Stored items:
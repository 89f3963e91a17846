//! Query cache and mutation executor behaviour
//!
//! Exercised through the scripted data source from `mentor-test-utils`.

use mentor_query::prelude::*;
use mentor_test_utils::{move_card, Card, ScriptedSource};
use parking_lot::Mutex;
use pretty_assertions::assert_eq;
use proptest::prelude::*;
use std::sync::Arc;
use std::time::Duration;

fn cache_over(source: &Arc<ScriptedSource>) -> QueryCache<ScriptedSource> {
    QueryCache::new(Arc::clone(source))
}

async fn wait_until_settled(cache: &QueryCache<ScriptedSource>) {
    while cache.stats().in_flight > 0 {
        tokio::task::yield_now().await;
    }
}

#[tokio::test]
async fn test_tasks_loading_then_success() {
    let source = Arc::new(ScriptedSource::with_board("tasks", 12, "new"));
    source.set_latency(Duration::from_millis(20));
    let cache = cache_over(&source);
    let key = QueryKey::new("tasks");

    let entry = cache.ensure(&key);
    assert_eq!(entry.status, QueryStatus::Loading);
    assert!(entry.data.is_none());

    let before = cache.get_snapshot(&key);
    assert_eq!(before.status, QueryStatus::Loading);
    assert!(before.data.is_none());

    let tasks = cache.fetch(&key).await.unwrap();
    assert_eq!(tasks.len(), 12);

    let after = cache.get_snapshot(&key);
    assert_eq!(after.status, QueryStatus::Success);
    assert_eq!(after.data.map(|cards| cards.len()), Some(12));
    assert!(after.last_fetched_at.is_some());
}

#[tokio::test]
async fn test_concurrent_ensure_issues_one_fetch() {
    let source = Arc::new(ScriptedSource::with_board("tasks", 3, "new"));
    source.pause();
    let cache = cache_over(&source);
    let key = QueryKey::new("tasks");

    cache.ensure(&key);
    cache.ensure(&key);

    let waiters: Vec<_> = (0..4)
        .map(|_| {
            let cache = cache.clone();
            let key = key.clone();
            tokio::spawn(async move { cache.fetch(&key).await })
        })
        .collect();

    source.resume();
    for waiter in waiters {
        assert_eq!(waiter.await.unwrap().unwrap().len(), 3);
    }
    assert_eq!(source.fetch_count(&key), 1);
    assert_eq!(cache.stats().fetches_started, 1);
}

#[tokio::test]
async fn test_invalidate_without_subscriber_refetches_lazily() {
    let source = Arc::new(ScriptedSource::with_board("tasks", 2, "new"));
    let cache = cache_over(&source);
    let key = QueryKey::new("tasks");
    cache.fetch(&key).await.unwrap();

    source.set_board("tasks", vec![Card::new("tasks-1", "done")]);
    assert_eq!(cache.invalidate(&[key.clone()]), 1);

    let entry = cache.get_snapshot(&key);
    assert!(entry.is_stale);
    assert!(!entry.is_fetching);
    assert_eq!(source.fetch_count(&key), 1);

    let entry = cache.ensure(&key);
    assert!(entry.is_fetching);
    cache.ensure(&key);

    let fresh = cache.fetch(&key).await.unwrap();
    assert_eq!(fresh, vec![Card::new("tasks-1", "done")]);
    assert_eq!(source.fetch_count(&key), 2);
}

#[tokio::test]
async fn test_invalidate_with_subscriber_refetches_now() {
    let source = Arc::new(ScriptedSource::with_board("sessions", 1, "scheduled"));
    let cache = cache_over(&source);
    let key = QueryKey::new("sessions");
    cache.fetch(&key).await.unwrap();

    let statuses = Arc::new(Mutex::new(Vec::new()));
    let _subscription = {
        let statuses = Arc::clone(&statuses);
        cache.subscribe(&key, move |entry| {
            statuses.lock().push((entry.status, entry.is_fetching));
        })
    };

    cache.invalidate(&[key.clone()]);
    wait_until_settled(&cache).await;

    assert_eq!(source.fetch_count(&key), 2);
    assert_eq!(
        *statuses.lock(),
        vec![
            (QueryStatus::Success, true),
            (QueryStatus::Success, false),
        ]
    );
    assert!(!cache.get_snapshot(&key).is_stale);
}

#[tokio::test]
async fn test_invalidate_during_fetch_serializes_refetch() {
    let source = Arc::new(ScriptedSource::with_board("messages", 1, "unread"));
    let cache = cache_over(&source);
    let key = QueryKey::new("messages");
    let _subscription = cache.subscribe(&key, |_| {});

    source.pause();
    cache.ensure(&key);
    cache.invalidate(&[key.clone()]);
    cache.invalidate(&[key.clone()]);
    assert_eq!(cache.stats().in_flight, 1);
    assert_eq!(cache.stats().fetches_started, 1);

    source.resume();
    cache.fetch(&key).await.unwrap();
    wait_until_settled(&cache).await;

    // One follow-up fetch for the invalidations made while loading.
    assert_eq!(cache.stats().fetches_started, 2);
    assert_eq!(source.fetch_count(&key), 2);
    assert!(!cache.get_snapshot(&key).is_stale);
}

#[tokio::test]
async fn test_invalidation_is_isolated_per_key() {
    let source = Arc::new(ScriptedSource::new());
    source.set_board("tasks", vec![Card::new("tasks-1", "new")]);
    source.set_board("thread", vec![Card::new("thread-1", "read")]);
    let cache = cache_over(&source);
    let tasks = QueryKey::new("tasks");
    let thread_one = QueryKey::new("thread").with("thread-1");
    let thread_two = QueryKey::new("thread").with("thread-2");

    cache.fetch(&tasks).await.unwrap();
    cache.fetch(&thread_one).await.unwrap();
    cache.fetch(&thread_two).await.unwrap();
    let tasks_before = cache.get_snapshot(&tasks);
    let two_before = cache.get_snapshot(&thread_two);

    cache.invalidate(&[thread_one.clone()]);
    assert!(cache.get_snapshot(&thread_one).is_stale);
    assert_eq!(cache.get_snapshot(&tasks), tasks_before);
    assert_eq!(cache.get_snapshot(&thread_two), two_before);

    assert_eq!(cache.invalidate_prefix(&QueryKey::new("thread")), 2);
    assert!(cache.get_snapshot(&thread_two).is_stale);
    assert_eq!(cache.get_snapshot(&tasks), tasks_before);
}

#[tokio::test]
async fn test_fetch_failure_is_local_to_key() {
    let source = Arc::new(ScriptedSource::with_board("earnings", 1, "paid"));
    source.set_board("resources", vec![Card::new("resources-1", "guide")]);
    let cache = cache_over(&source);
    let earnings = QueryKey::new("earnings");
    let resources = QueryKey::new("resources");

    cache.fetch(&resources).await.unwrap();
    let resources_before = cache.get_snapshot(&resources);

    source.fail_next_fetches(1);
    let err = cache.fetch(&earnings).await.unwrap_err();
    assert!(matches!(err, SourceError::Rejected { .. }));

    let entry = cache.get_snapshot(&earnings);
    assert_eq!(entry.status, QueryStatus::Error);
    assert_eq!(entry.error, Some(err));
    assert_eq!(cache.get_snapshot(&resources), resources_before);

    // Manual retry through ensure.
    cache.ensure(&earnings);
    assert_eq!(cache.fetch(&earnings).await.unwrap().len(), 1);
}

#[tokio::test]
async fn test_unknown_resource_surfaces_error() {
    let source = Arc::new(ScriptedSource::new());
    let cache = cache_over(&source);

    let err = cache.fetch(&QueryKey::new("nope")).await.unwrap_err();
    assert_eq!(err, SourceError::UnknownResource("nope".to_string()));
}

#[tokio::test]
async fn test_last_unsubscribe_does_not_cancel_fetch() {
    let source = Arc::new(ScriptedSource::with_board("analytics", 2, "ok"));
    source.pause();
    let cache = cache_over(&source);
    let key = QueryKey::new("analytics");

    let subscription = cache.subscribe(&key, |_| {});
    cache.ensure(&key);
    subscription.unsubscribe();
    assert_eq!(cache.subscriber_count(&key), 0);

    source.resume();
    wait_until_settled(&cache).await;

    let entry = cache.get_snapshot(&key);
    assert_eq!(entry.status, QueryStatus::Success);
    assert_eq!(entry.data.map(|cards| cards.len()), Some(2));
}

#[tokio::test]
async fn test_optimistic_move_rolls_back_on_failure() {
    let source = Arc::new(ScriptedSource::with_board("tasks", 12, "new"));
    let cache = cache_over(&source);
    let executor = MutationExecutor::new(cache.clone());
    let key = QueryKey::new("tasks");
    cache.fetch(&key).await.unwrap();
    let before = cache.get_snapshot(&key);

    let seen = Arc::new(Mutex::new(Vec::new()));
    let _subscription = {
        let seen = Arc::clone(&seen);
        cache.subscribe(&key, move |entry| {
            let status = entry
                .data
                .as_ref()
                .and_then(|cards| cards.iter().find(|c| c.id == "tasks-3"))
                .map(|c| c.status.clone());
            seen.lock().push(status);
        })
    };

    source.fail_next_operations(1);
    let err = executor
        .execute(
            MutationRequest::new(key.clone(), "move_card", Card::new("tasks-3", "in-progress"))
                .optimistic(|cards: &Vec<Card>| move_card(cards, "tasks-3", "in-progress")),
        )
        .await
        .unwrap_err();

    assert!(err.rolled_back());
    assert_eq!(cache.get_snapshot(&key), before);
    let status = cache
        .get_snapshot(&key)
        .data
        .unwrap()
        .into_iter()
        .find(|c| c.id == "tasks-3")
        .map(|c| c.status);
    assert_eq!(status.as_deref(), Some("new"));

    // Subscribers saw the optimistic value and then the rollback.
    assert_eq!(
        *seen.lock(),
        vec![Some("in-progress".to_string()), Some("new".to_string())]
    );
    assert_eq!(source.fetch_count(&key), 1);
}

#[tokio::test]
async fn test_optimistic_move_reconciles_with_refetch() {
    let source = Arc::new(ScriptedSource::with_board("tasks", 4, "new"));
    let cache = cache_over(&source);
    let executor = MutationExecutor::new(cache.clone());
    let key = QueryKey::new("tasks");
    cache.fetch(&key).await.unwrap();

    let outcome = executor
        .execute(
            MutationRequest::new(key.clone(), "move_card", Card::new("tasks-2", "done"))
                .also_invalidate(QueryKey::new("overview"))
                .optimistic(|cards: &Vec<Card>| move_card(cards, "tasks-2", "done")),
        )
        .await
        .unwrap();
    assert!(outcome.optimistic);

    let authoritative = cache.fetch(&key).await.unwrap();
    assert_eq!(authoritative, source.board("tasks"));
    assert_eq!(cache.get_snapshot(&key).data, Some(source.board("tasks")));
    assert!(!cache.get_snapshot(&key).is_stale);
}

#[tokio::test]
async fn test_optimistic_waits_for_in_flight_fetch() {
    let source = Arc::new(ScriptedSource::with_board("tasks", 2, "new"));
    let cache = cache_over(&source);
    let executor = MutationExecutor::new(cache.clone());
    let key = QueryKey::new("tasks");
    cache.fetch(&key).await.unwrap();

    source.pause();
    cache.invalidate(&[key.clone()]);
    cache.ensure(&key);

    let mutation = {
        let executor = executor.clone();
        let key = key.clone();
        tokio::spawn(async move {
            executor
                .execute(
                    MutationRequest::new(key, "move_card", Card::new("tasks-1", "done"))
                        .optimistic(|cards: &Vec<Card>| move_card(cards, "tasks-1", "done")),
                )
                .await
        })
    };

    tokio::time::sleep(Duration::from_millis(10)).await;
    assert_eq!(source.executions(), 0);

    source.resume();
    let outcome = mutation.await.unwrap().unwrap();
    assert!(outcome.optimistic);
    assert_eq!(cache.fetch(&key).await.unwrap(), source.board("tasks"));
}

#[tokio::test]
async fn test_failed_mutation_leaves_other_entries_alone() {
    let source = Arc::new(ScriptedSource::with_board("tasks", 2, "new"));
    source.set_board("sessions", vec![Card::new("sessions-1", "scheduled")]);
    let cache = cache_over(&source);
    let executor = MutationExecutor::new(cache.clone());
    cache.fetch(&QueryKey::new("tasks")).await.unwrap();
    cache.fetch(&QueryKey::new("sessions")).await.unwrap();
    let sessions_before = cache.get_snapshot(&QueryKey::new("sessions"));

    source.fail_next_operations(1);
    let err = executor
        .execute(
            MutationRequest::new(QueryKey::new("tasks"), "move_card", Card::new("tasks-1", "done"))
                .also_invalidate(QueryKey::new("sessions")),
        )
        .await
        .unwrap_err();

    assert!(!err.rolled_back());
    assert_eq!(cache.get_snapshot(&QueryKey::new("sessions")), sessions_before);
    assert!(!cache.get_snapshot(&QueryKey::new("tasks")).is_stale);
}

/// Key count and a sequence of indices to invalidate
fn keys_and_invalidations() -> impl Strategy<Value = (usize, Vec<usize>)> {
    (2usize..6).prop_flat_map(|count| (Just(count), prop::collection::vec(0..count, 1..12)))
}

fn board_keys(count: usize) -> Vec<QueryKey> {
    let mut keys = vec![QueryKey::new("tasks")];
    keys.extend((1..count).map(|i| QueryKey::new("thread").with(format!("thread-{i}"))));
    keys
}

proptest! {
    #![proptest_config(ProptestConfig::with_cases(48))]

    #[test]
    fn test_invalidation_never_touches_other_keys((count, picks) in keys_and_invalidations()) {
        let runtime = tokio::runtime::Builder::new_current_thread()
            .enable_all()
            .build()
            .unwrap();

        runtime.block_on(async {
            let source = Arc::new(ScriptedSource::with_board("tasks", 3, "new"));
            source.set_board("thread", vec![Card::new("thread-1", "read")]);
            let cache = cache_over(&source);
            let keys = board_keys(count);
            for key in &keys {
                cache.fetch(key).await.unwrap();
            }

            for pick in picks {
                let target = &keys[pick];
                let others: Vec<_> = keys
                    .iter()
                    .filter(|key| *key != target)
                    .map(|key| cache.get_snapshot(key))
                    .collect();

                prop_assert_eq!(cache.invalidate(std::slice::from_ref(target)), 1);
                prop_assert!(cache.get_snapshot(target).is_stale);

                for before in others {
                    let after = cache.get_snapshot(&before.key);
                    prop_assert_eq!(after.status, before.status);
                    prop_assert_eq!(&after.data, &before.data);
                    prop_assert_eq!(after.last_fetched_at, before.last_fetched_at);
                    prop_assert_eq!(after.is_stale, before.is_stale);
                }
            }
            Ok(())
        })?;
    }
}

Directions for this task: Return all lines in the entries above that carry the word "QueryCache".

Result of the exercise:
fn cache_over(source: &Arc<ScriptedSource>) -> QueryCache<ScriptedSource> {
    QueryCache::new(Arc::clone(source))
async fn wait_until_settled(cache: &QueryCache<ScriptedSource>) {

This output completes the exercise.